It was always a relief when I could leave the secondary vantage points behind and just see Bella for myself, but I was still thinking about Jessica’s assumptions when Bella came through the classroom door. She smiled a wide, warm smile, and it looked to me, too, like she was very happy. I shouldn’t worry about impossibilities when they weren’t bothering her.

There was one line of questions that I had been reluctant to open thus far. But with Jessica’s thoughts still in my head, I was suddenly more curious than I was averse.

We sat at what was now our usual table, and she picked at the food I’d gotten for her—I’d been quicker than her today.

“Tell me about your first date,” I said.

Her eyes got bigger, and her cheeks flushed. She hesitated. “You’re not going to tell me?”

“I’m just not sure… what actually counts.”

“Put the qualifications at their lowest setting,” I suggested.

She stared toward the ceiling, thinking with her lips pursed. “Well, then I guess that would be Mike—a different Mike,” she said quickly when my expression changed. “He was my square-dancing partner in the sixth grade. I was invited to his birthday party—it was a movie.” She smiled. “The second Mighty Ducks. I was the only one who showed up. Later, people said it was a date. I don’t know who started that rumor.”

I’d seen the school pictures in her father’s house, so I had a mental reference for eleven-year-old Bella. It sounded like things weren’t so different for her then. “That’s perhaps setting the bar a little too low.”

She grinned. “You said the lowest setting.” “Continue, then.”

Her lips twisted to the side as she considered. “A few friends were going to the ice rink with some boys. They needed me to even up the numbers. I wouldn’t have gone if I’d realized that it meant I was matched up with Reed Merchant.” She shuddered delicately. “And of course, I figured out pretty quickly that ice skating was a bad idea. My injuries were minor, but the plus side was that I got to sit by the snack bar and read for the rest of the night.” She smiled, almost… triumphantly.

“Shall we skip to an actual date?”

“You mean like, someone asked me out in advance and then we went someplace alone together?”

“That sounds like a workable definition.”

She smiled the same triumphant smile. “Sorry, then, I’ve got nothing.”

I frowned. “No one ever asked you out on a date before you came here?

Really?”

“I’m not totally sure.
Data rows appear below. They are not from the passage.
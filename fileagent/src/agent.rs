//! Agent control loop: one question in, one final answer out.
//!
//! Each iteration spends one step on a model call, decodes the reply, and
//! either returns the `final` answer or dispatches a tool and appends the
//! echoed action plus its observation to the conversation. Tool failures
//! and malformed replies are fed back to the model; only endpoint failures
//! abort the question.

use anyhow::{Context, Result};
use tracing::{debug, info, instrument, warn};

use crate::core::action::{Action, ActionCodec};
use crate::core::budget::StepBudget;
use crate::core::conversation::Conversation;
use crate::core::types::{FinalAnswer, Message};
use crate::io::completion::CompletionEndpoint;
use crate::io::prompt::render_system_prompt;
use crate::provider::ToolProvider;

/// Answer returned when the step budget runs out before a `final` action.
pub const BUDGET_EXHAUSTED_ANSWER: &str = "Reached the maximum number of steps before finding an answer. Try a more specific question or narrower search keywords.";

/// Assistant turn recorded in place of output that could not be decoded.
pub const MALFORMED_PLACEHOLDER: &str = "(previous output was not a valid action)";

/// Why the loop stopped.
#[derive(Debug, Clone, Copy, PartialEq, Eq)]
pub enum LoopStop {
    /// The model emitted `final`.
    Answered,
    /// Every step was spent without a `final` action.
    BudgetExhausted,
}

/// Result of one question.
#[derive(Debug, Clone, PartialEq, Eq)]
pub struct AgentOutcome {
    pub stop: LoopStop,
    pub answer: FinalAnswer,
    /// Completion calls made, never more than `max_steps`.
    pub model_calls: u32,
    /// Conversation at the point the loop stopped.
    pub messages: Vec<Message>,
}

/// Per-step progress reported to the caller.
#[derive(Debug, Clone, PartialEq, Eq)]
pub enum StepEvent {
    ToolCalled {
        step: u32,
        tool: String,
        error: Option<String>,
    },
    Malformed {
        step: u32,
        reason: String,
    },
    Answered {
        step: u32,
    },
}

/// The agent, generic over its model endpoint and tool provider.
#[derive(Debug)]
pub struct Agent<C, P> {
    endpoint: C,
    provider: P,
    codec: ActionCodec,
    system_prompt: String,
    max_steps: u32,
}

impl<C: CompletionEndpoint, P: ToolProvider> Agent<C, P> {
    /// Render the system prompt from the provider's capabilities.
    pub fn new(endpoint: C, provider: P, max_steps: u32) -> Result<Self> {
        StepBudget::new(max_steps)?;
        let system_prompt =
            render_system_prompt(provider.root_dir(), &provider.list_capabilities())?;
        Ok(Self {
            endpoint,
            provider,
            codec: ActionCodec::new()?,
            system_prompt,
            max_steps,
        })
    }

    pub fn system_prompt(&self) -> &str {
        &self.system_prompt
    }

    pub fn provider(&self) -> &P {
        &self.provider
    }

    pub fn ask(&self, question: &str) -> Result<AgentOutcome> {
        self.ask_with(question, |_| {})
    }

    /// Answer `question`, reporting each step to `on_step`.
    ///
    /// Endpoint failures are returned as errors that downcast to
    /// [`crate::io::completion::EndpointFailure`]; nothing else aborts.
    #[instrument(skip_all, fields(max_steps = self.max_steps))]
    pub fn ask_with<F: FnMut(&StepEvent)>(
        &self,
        question: &str,
        mut on_step: F,
    ) -> Result<AgentOutcome> {
        info!("question started");
        let mut budget = StepBudget::new(self.max_steps)?;
        let mut conversation = Conversation::seed(&self.system_prompt, question);

        while let Some(step) = budget.next_step() {
            let raw = self
                .endpoint
                .complete(conversation.messages())
                .with_context(|| format!("completion call for step {step}"))?;

            let action = match self.codec.decode(&raw) {
                Ok(action) => action,
                Err(err) => {
                    warn!(step, reason = %err, "malformed action");
                    conversation.push_correction(MALFORMED_PLACEHOLDER, &err.to_string());
                    on_step(&StepEvent::Malformed {
                        step,
                        reason: err.reason,
                    });
                    continue;
                }
            };

            if action.is_final() {
                info!(step, "question answered");
                on_step(&StepEvent::Answered { step });
                return Ok(AgentOutcome {
                    stop: LoopStop::Answered,
                    answer: action.final_answer(),
                    model_calls: budget.used(),
                    messages: conversation.into_messages(),
                });
            }

            let (observation, error) = self.run_tool(&action);
            debug!(step, tool = %action.tool, ok = error.is_none(), "step finished");
            on_step(&StepEvent::ToolCalled {
                step,
                tool: action.tool.clone(),
                error,
            });
            conversation.push_observation(action.encode(), &observation);
        }

        warn!(steps = budget.used(), "step budget exhausted");
        Ok(AgentOutcome {
            stop: LoopStop::BudgetExhausted,
            answer: FinalAnswer {
                answer: BUDGET_EXHAUSTED_ANSWER.to_string(),
                citations: Vec::new(),
            },
            model_calls: budget.used(),
            messages: conversation.into_messages(),
        })
    }

    /// Dispatch one action; a tool error becomes its observation text.
    fn run_tool(&self, action: &Action) -> (String, Option<String>) {
        match self.provider.call(&action.tool, &action.args) {
            Ok(observation) => (observation, None),
            Err(err) => {
                warn!(tool = %action.tool, kind = err.kind(), "tool error");
                let observation = err.to_observation();
                (observation.clone(), Some(observation))
            }
        }
    }
}
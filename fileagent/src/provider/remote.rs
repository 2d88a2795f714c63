//! Remote tool provider reached over an MCP stdio session.
//!
//! The provider process is spawned once, the capability handshake and tool
//! listing happen at connect time, and every call afterwards is a blocking
//! request/response round trip. The session owns a small private runtime so
//! the agent loop stays synchronous.

use anyhow::{Context, Result, anyhow};
use rmcp::model::{CallToolRequestParam, Content, Tool};
use rmcp::service::{RoleClient, RunningService, ServiceExt};
use rmcp::transport::TokioChildProcess;
use serde_json::{Map, Value};
use tokio::process::Command;
use tokio::runtime::Runtime;
use tracing::{debug, info, instrument};

use crate::core::types::ToolSpec;
use crate::error::ToolError;
use crate::provider::ToolProvider;

/// Field order matters: the session is dropped before its runtime.
pub struct McpProvider {
    service: RunningService<RoleClient, ()>,
    tools: Vec<ToolSpec>,
    runtime: Runtime,
}

impl std::fmt::Debug for McpProvider {
    fn fmt(&self, f: &mut std::fmt::Formatter<'_>) -> std::fmt::Result {
        f.debug_struct("McpProvider")
            .field("tools", &self.tools)
            .finish_non_exhaustive()
    }
}

impl McpProvider {
    /// Spawn `command` (program followed by its arguments), initialize the
    /// session and list the remote tools.
    #[instrument(skip_all, fields(program = command.first().map(String::as_str).unwrap_or_default()))]
    pub fn connect(command: &[String]) -> Result<Self> {
        let (program, rest) = command
            .split_first()
            .ok_or_else(|| anyhow!("remote command is empty"))?;
        let runtime = tokio::runtime::Builder::new_multi_thread()
            .worker_threads(1)
            .enable_all()
            .build()
            .context("build tool provider runtime")?;

        let (service, tools) = runtime.block_on(async {
            let mut cmd = Command::new(program);
            cmd.args(rest);
            let transport = TokioChildProcess::new(cmd)
                .with_context(|| format!("spawn tool provider {program}"))?;
            let service = ().serve(transport)
                .await
                .context("initialize tool provider session")?;
            let listed = service
                .list_tools(Default::default())
                .await
                .context("list remote tools")?;
            Ok::<_, anyhow::Error>((service, listed.tools))
        })?;

        let tools: Vec<ToolSpec> = tools.into_iter().map(tool_spec).collect();
        info!(tools = tools.len(), "tool provider session ready");
        Ok(Self {
            service,
            tools,
            runtime,
        })
    }

    /// Close the session and wait for the provider to shut down.
    pub fn shutdown(self) -> Result<()> {
        let Self {
            service, runtime, ..
        } = self;
        runtime
            .block_on(service.cancel())
            .context("shut down tool provider session")?;
        Ok(())
    }
}

impl ToolProvider for McpProvider {
    fn list_capabilities(&self) -> Vec<ToolSpec> {
        self.tools.clone()
    }

    #[instrument(skip_all, fields(tool = name))]
    fn call(&self, name: &str, args: &Map<String, Value>) -> Result<String, ToolError> {
        if !self.tools.iter().any(|tool| tool.name == name) {
            return Err(ToolError::ToolNotAllowed(name.to_string()));
        }

        let request = CallToolRequestParam {
            name: name.to_string().into(),
            arguments: Some(args.clone()),
        };
        let result = self
            .runtime
            .block_on(self.service.call_tool(request))
            .map_err(|err| ToolError::Remote(format!("call {name} failed: {err}")))?;

        let text = join_content(&result.content);
        if result.is_error == Some(true) {
            return Err(ToolError::from_remote(text));
        }
        debug!(chars = text.len(), "remote tool returned");
        Ok(text)
    }
}

fn tool_spec(tool: Tool) -> ToolSpec {
    ToolSpec {
        name: tool.name.to_string(),
        description: tool
            .description
            .map(|description| description.to_string())
            .unwrap_or_default(),
        input_schema: Value::Object((*tool.input_schema).clone()),
    }
}

/// Text blocks joined by newlines; other block kinds as their JSON.
fn join_content(content: &[Content]) -> String {
    content
        .iter()
        .map(|block| match block.as_text() {
            Some(text) => text.text.clone(),
            None => serde_json::to_string(block).unwrap_or_default(),
        })
        .collect::<Vec<_>>()
        .join("\n")
        .trim()
        .to_string()
}

#[cfg(test)]
mod tests {
    use super::*;
    use std::sync::Arc;

    #[test]
    fn joins_text_blocks_and_trims() {
        let content = vec![Content::text("first\n"), Content::text("second  ")];
        assert_eq!(join_content(&content), "first\n\nsecond");
        assert_eq!(join_content(&[]), "");
    }

    #[test]
    fn converts_tool_descriptions() {
        let schema = serde_json::json!({
            "type": "object",
            "properties": { "path": { "type": "string" } }
        });
        let Value::Object(schema) = schema else {
            unreachable!()
        };
        let tool = Tool::new("read_file", "Read one file.", Arc::new(schema));
        let spec = tool_spec(tool);
        assert_eq!(spec.name, "read_file");
        assert_eq!(spec.description, "Read one file.");
        assert_eq!(spec.argument_keys(), vec!["path"]);
    }

    #[test]
    fn empty_command_is_rejected() {
        let err = McpProvider::connect(&[]).unwrap_err();
        assert!(err.to_string().contains("empty"));
    }
}
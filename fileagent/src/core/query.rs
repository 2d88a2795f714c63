//! Search query parsing and per-line matching.
//!
//! A query wrapped in `/.../` is a regular expression; anything else is a
//! literal substring. Matching is unanchored in both modes.

use regex::{Regex, RegexBuilder};

use crate::error::ToolError;

/// Compiled form of a search query.
#[derive(Debug, Clone)]
pub enum QueryMatcher {
    Literal {
        /// Lower-cased when `case_sensitive` is false.
        needle: String,
        case_sensitive: bool,
    },
    Regex(Regex),
}

impl QueryMatcher {
    /// Select the query mode and compile it.
    ///
    /// `regex_size_limit` caps the compiled program size; the regex engine
    /// itself runs in linear time, so no backtracking limit is needed.
    pub fn parse(
        query: &str,
        case_sensitive: bool,
        regex_size_limit: usize,
    ) -> Result<Self, ToolError> {
        if query.is_empty() {
            return Err(ToolError::InvalidQuery("query must be non-empty".to_string()));
        }

        if let Some(pattern) = regex_body(query) {
            if pattern.is_empty() {
                return Err(ToolError::InvalidQuery(
                    "regex pattern between '/' delimiters must be non-empty".to_string(),
                ));
            }
            let regex = RegexBuilder::new(pattern)
                .case_insensitive(!case_sensitive)
                .size_limit(regex_size_limit)
                .build()
                .map_err(|err| ToolError::InvalidQuery(format!("invalid regex: {err}")))?;
            return Ok(QueryMatcher::Regex(regex));
        }

        let needle = if case_sensitive {
            query.to_string()
        } else {
            query.to_lowercase()
        };
        Ok(QueryMatcher::Literal {
            needle,
            case_sensitive,
        })
    }

    pub fn is_regex(&self) -> bool {
        matches!(self, QueryMatcher::Regex(_))
    }

    pub fn matches(&self, line: &str) -> bool {
        match self {
            QueryMatcher::Literal {
                needle,
                case_sensitive: true,
            } => line.contains(needle.as_str()),
            QueryMatcher::Literal {
                needle,
                case_sensitive: false,
            } => line.to_lowercase().contains(needle.as_str()),
            QueryMatcher::Regex(regex) => regex.is_match(line),
        }
    }
}

fn regex_body(query: &str) -> Option<&str> {
    if query.len() >= 2 && query.starts_with('/') && query.ends_with('/') {
        Some(&query[1..query.len() - 1])
    } else {
        None
    }
}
Is it a date? Is it just friends hanging out?” She shrugged. “Not that it mattered much. I never had time for either. After a while the word gets around, and no one asks again.”

“Were you actually busy? Or making excuses like you do here?” “Actually busy,” she insisted, a little offended. “Running a house is

time-consuming, and I usually had a part-time job, too, not to mention school. If I’m going to get to college, I’m going to need a full-ride scholarship, and—”

“Hold that thought,” I interrupted. “Before we move on to the next subject, I’d like to finish this one. If you hadn’t been so busy, were any of these invitations ones you would have liked to accept?”

She tilted her head to the side. “Not really. I mean, other than just to have a night out. They weren’t particularly interesting boys.”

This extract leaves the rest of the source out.